(Dataset entries)
═══
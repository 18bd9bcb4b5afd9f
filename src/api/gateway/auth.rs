//! Login, registration and account lookup endpoints.

use async_trait::async_trait;
use http::Method;

use super::AuthGateway;
use super::client::{Access, HttpGateway};
use super::error_mapping::map_decode_error;
use crate::api::error::ClientError;
use crate::api::models::wire::{ApiAuthToken, ApiUser, decode_one};
use crate::api::models::{Credentials, Registration, User};
use crate::api::token::BearerToken;

#[async_trait]
impl AuthGateway for HttpGateway {
    async fn login(&self, credentials: &Credentials) -> Result<BearerToken, ClientError> {
        const OPERATION: &str = "POST /auth/login";
        let body = self
            .send(
                Method::POST,
                &["auth", "login"],
                Access::Anonymous,
                Some(credentials),
            )
            .await?;
        let token: String = decode_one::<ApiAuthToken, String>(&body)
            .map_err(|error| map_decode_error(OPERATION, &error))?;
        BearerToken::new(token).map_err(|_| ClientError::Api {
            message: format!("{OPERATION} returned a blank token"),
        })
    }

    async fn register(&self, registration: &Registration) -> Result<(), ClientError> {
        self.send(
            Method::POST,
            &["auth", "register"],
            Access::Anonymous,
            Some(registration),
        )
        .await
        .map(drop)
    }

    async fn current_user(&self) -> Result<User, ClientError> {
        self.fetch(&["auth", "me"], &[], decode_one::<ApiUser, User>)
            .await
    }
}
═══
▶ [WORK REQUEST] Give the number of lines above in which the word "Anonymous" occurs, with nothing else.

▶ [FINISHED EXERCISE] 2